The two proposed Barrett take Rodman’s spot with the Planning and Zoning Commission, and Winfield take up responsibilities with the Legislative District, Visit Tucson and the Greater Oro Valley Chamber of Commerce, which is held by Nicolson.
Winfield would also maintain his liaison assignments with Pima Association of Governments and the Regional Transportation Authority.
They decided to keep councilmember Steve Solomon’s positions with the Board of Adjustment and Historic Preservation Commission, as well as councilmember Rhonda Piña’s position with the Water Utility Commission.
Ultimately, their proposed changes failed in a tie vote. Rodman, Solomon and Piña voted against the decision, while Winfield, Barrett and Nicolson voted for it. Jones-Ivey was absent during the vote.
Winfield and Barrett received sharp criticism from other council members on their decision to make the new assignments effective immediately, which would have cut short the current assignments intended to last through the end of the year.
“I don’t know why we are deciding that we should change this on Oct. 16, the term has always been the calendar year,” Rodman said at the meeting. “If I’ve done something to get fired, then I need to know what that is.”

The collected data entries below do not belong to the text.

// =============================================================================
// Leaderboard Service (C10)
// =============================================================================
//
// Runs on an hourly cadence (spec §4.10), aggregating realized performance
// per bot over four trailing windows and writing a fully-ranked,
// atomically-replaced row set per period. Cadence shape borrowed from the
// teacher's reconciliation loop in `main.rs` (`tokio::time::interval` +
// `tokio::select!` against a shutdown signal), generalized from a Binance
// balance poll to a ranking recomputation.

use chrono::{DateTime, Duration, Utc};
use tracing::{info, warn};

use crate::db::leaderboard::LeaderboardEntry;
use crate::db::Db;
use crate::error::AppResult;
use crate::types::LeaderboardPeriod;

pub const ALL_PERIODS: [LeaderboardPeriod; 4] = [
    LeaderboardPeriod::Daily,
    LeaderboardPeriod::Weekly,
    LeaderboardPeriod::Monthly,
    LeaderboardPeriod::AllTime,
];

pub struct Leaderboard {
    db: Db,
}

struct BotPerformance {
    bot_id: String,
    owner_id: String,
    total_pnl: f64,
    trade_count: u64,
    win_rate: f64,
    sharpe: f64,
    max_drawdown: f64,
    earliest_trade_at: String,
}

impl Leaderboard {
    pub fn new(db: Db) -> Self {
        Self { db }
    }

    /// Recomputes every period's ranking. Called on the hourly cadence and
    /// forceable by an admin via `/admin/recompute-leaderboard`.
    pub async fn recompute_all(&self, now: DateTime<Utc>) -> AppResult<()> {
        for period in ALL_PERIODS {
            if let Err(err) = self.recompute_period(period, now).await {
                warn!(%period, %err, "leaderboard recomputation failed for period");
            }
        }
        Ok(())
    }

    pub async fn recompute_period(&self, period: LeaderboardPeriod, now: DateTime<Utc>) -> AppResult<()> {
        let (from, to) = window(period, now);
        let bots = self.db.list_bots(None).await?;

        let mut performances = Vec::new();
        for bot in &bots {
            let trades = self.db.closed_trades_in_period(&bot.id, &from, &to).await?;
            if trades.is_empty() {
                continue;
            }
            let trade_count = trades.len() as u64;
            let total_pnl: f64 = trades.iter().map(|t| t.realized_pnl).sum();
            let wins = trades.iter().filter(|t| t.realized_pnl > 0.0).count() as u64;
            let win_rate = wins as f64 / trade_count as f64;
            let earliest_trade_at = trades[0].executed_at.clone();

            let snapshots = self.db.snapshots_in_range(&bot.id, &from, &to).await?;
            let equity: Vec<f64> = snapshots.iter().map(|s| s.total_value).collect();

            performances.push(BotPerformance {
                bot_id: bot.id.clone(),
                owner_id: bot.owner_id.clone(),
                total_pnl,
                trade_count,
                win_rate,
                sharpe: naive_sharpe(&equity),
                max_drawdown: max_drawdown(&equity),
                earliest_trade_at,
            });
        }

        // Rank by total pnl desc; ties broken by win rate desc, then by
        // whichever bot traded first in the window (spec §4.10).
        performances.sort_by(|a, b| {
            b.total_pnl
                .partial_cmp(&a.total_pnl)
                .unwrap_or(std::cmp::Ordering::Equal)
                .then_with(|| b.win_rate.partial_cmp(&a.win_rate).unwrap_or(std::cmp::Ordering::Equal))
                .then_with(|| a.earliest_trade_at.cmp(&b.earliest_trade_at))
        });

        let computed_at = now.to_rfc3339();
        let entries: Vec<LeaderboardEntry> = performances
            .into_iter()
            .enumerate()
            .map(|(idx, p)| LeaderboardEntry {
                period: period.to_string(),
                rank: (idx + 1) as u32,
                bot_id: p.bot_id,
                owner_id: p.owner_id,
                total_pnl: p.total_pnl,
                trade_count: p.trade_count,
                win_rate: p.win_rate,
                sharpe: p.sharpe,
                max_drawdown: p.max_drawdown,
                computed_at: computed_at.clone(),
            })
            .collect();

        info!(%period, ranked = entries.len(), "leaderboard recomputed");
        self.db.replace_leaderboard_period(&period.to_string(), &entries).await?;
        Ok(())
    }
}

fn window(period: LeaderboardPeriod, now: DateTime<Utc>) -> (String, String) {
    let from = match period {
        LeaderboardPeriod::Daily => now - Duration::days(1),
        LeaderboardPeriod::Weekly => now - Duration::days(7),
        LeaderboardPeriod::Monthly => now - Duration::days(30),
        LeaderboardPeriod::AllTime => DateTime::<Utc>::from_timestamp(0, 0).unwrap_or(now),
    };
    (from.to_rfc3339(), now.to_rfc3339())
}

/// Mean return over standard deviation of return, unannualized — "naive
/// Sharpe" per spec §4.10, computed over the equity-curve snapshots falling
/// inside the window. Zero when fewer than two snapshots or zero variance.
pub(crate) fn naive_sharpe(equity: &[f64]) -> f64 {
    if equity.len() < 2 {
        return 0.0;
    }
    let returns: Vec<f64> = equity
        .windows(2)
        .filter_map(|w| (w[0] != 0.0).then(|| (w[1] - w[0]) / w[0]))
        .collect();
    if returns.len() < 2 {
        return 0.0;
    }
    let mean = returns.iter().sum::<f64>() / returns.len() as f64;
    let variance = returns.iter().map(|r| (r - mean).powi(2)).sum::<f64>() / returns.len() as f64;
    let stdev = variance.sqrt();
    if stdev == 0.0 {
        0.0
    } else {
        mean / stdev
    }
}

/// Largest peak-to-trough fractional decline in the equity curve.
pub(crate) fn max_drawdown(equity: &[f64]) -> f64 {
    let mut peak = f64::MIN;
    let mut worst = 0.0;
    for &value in equity {
        if value > peak {
            peak = value;
        }
        if peak > 0.0 {
            let drawdown = (peak - value) / peak;
            if drawdown > worst {
                worst = drawdown;
            }
        }
    }
    worst
}

#[cfg(test)]
mod tests {
    use super::*;

    #[test]
    fn naive_sharpe_is_zero_for_flat_equity() {
        let equity = vec![1000.0, 1000.0, 1000.0];
        assert_eq!(naive_sharpe(&equity), 0.0);
    }

    #[test]
    fn naive_sharpe_is_positive_for_steady_gains() {
        let equity = vec![1000.0, 1010.0, 1020.0, 1030.0];
        assert!(naive_sharpe(&equity) > 0.0);
    }

    #[test]
    fn max_drawdown_tracks_largest_decline_from_peak() {
        let equity = vec![1000.0, 1200.0, 900.0, 1100.0];
        let dd = max_drawdown(&equity);
        assert!((dd - 0.25).abs() < 1e-9);
    }

    #[test]
    fn max_drawdown_is_zero_for_monotonic_gains() {
        let equity = vec![1000.0, 1100.0, 1200.0];
        assert_eq!(max_drawdown(&equity), 0.0);
    }
}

Winfield said he wanted to change the liaison assignments to coincide with his recent retirement from the National Parks Service.
Rodman was offended that Winfield never notified him of the change beforehand or that his term would be cut short. Rodman made reference to the mayor’s previous decision to enact term limits on board and commission members, which caused Thomas Drzazgowski, a longtime commission member of planning and zoning, to be dismissed prematurely.
“I thought we were done with that,” Rodman said.
Piña said she was grateful to be retaining her position with the Water Utility Commission, but said the mayor’s move caused the other council members to be caught off guard. She told Winfield he should give Rodman the respect and let him finish his term through December.
“My concern is why now? And it looks suspicious, it really does,” she said.
Barrett said there was no ill-intention in their decision to create the changes, and said the mayor didn’t notify the other council members beforehand because he was trying to follow Arizona’s open meeting laws.
After being asked by Winfield to confirm their conversation publicly, town attorney Gary Cohen said Winfield consulted with him on talking to council members about the new liaison assignments beforehand. He replied that “in an abundance of caution” the communication should go through the town manager.
Rodman said he was notified via email, but disagreed with the idea that telling him ahead of time would have been an open meetings law violation. He said it is common practice for the mayor to meet with council members individually.
Arizona Open Meeting Law states public bodies cannot discuss official actions outside of a public meeting in a quorum, which means including four or more members of a seven-member council.
“It’s not an open meetings law violation for individuals to meet,” Cohen said.
Cohen added that when Winfield discussed with him multiple council liaison assignments, he was cautious about involving too many people in those behind-the-scenes conversations, and recommended Winfield go through the town manager instead.
“I was following our attorney’s advice,” Winfield said. “My preference would be to have had that conversation with each of you individually.”
Rodman said the mayor has “hid behind” the concern of an open meetings violation before, particularly within the Budget and Finance Commission. He pointed out that Winfield and Barrett discussed their proposed changes individually before the meeting with no such issues.
Solomon said the concern over open meetings violations was “not a justifiable answer” and the whole issue was a “tremendous blow to transparency.” He said it was acceptable that the mayor wanted to change his own liaison assignments because of his retirement, but not that he wanted to change all the other council members’ assignments as well.
Solomon said Winfield and Barrett showed a “lack of cooperation” and an “obvious disdain for the other council members.”
“Never before in the history of this community have boards and commissions been politicized,” Solomon said.
Nicolson came to the mayor’s defense, saying he didn’t know that he was being prematurely removed from his positions with the Legislative District, Visit Tucson and the Greater Oro Valley Chamber of Commerce until the agenda was posted, and that he holds no grudges toward Winfield for it.
“Hopefully you don’t take it personally from Joe [Winfield],” Nicolson said to Rodman. “Obviously Joe would definitely tell me as a friend, I’ve known him for a year, I mean I wouldn’t take it personally as Joe trying to attack me or anything.”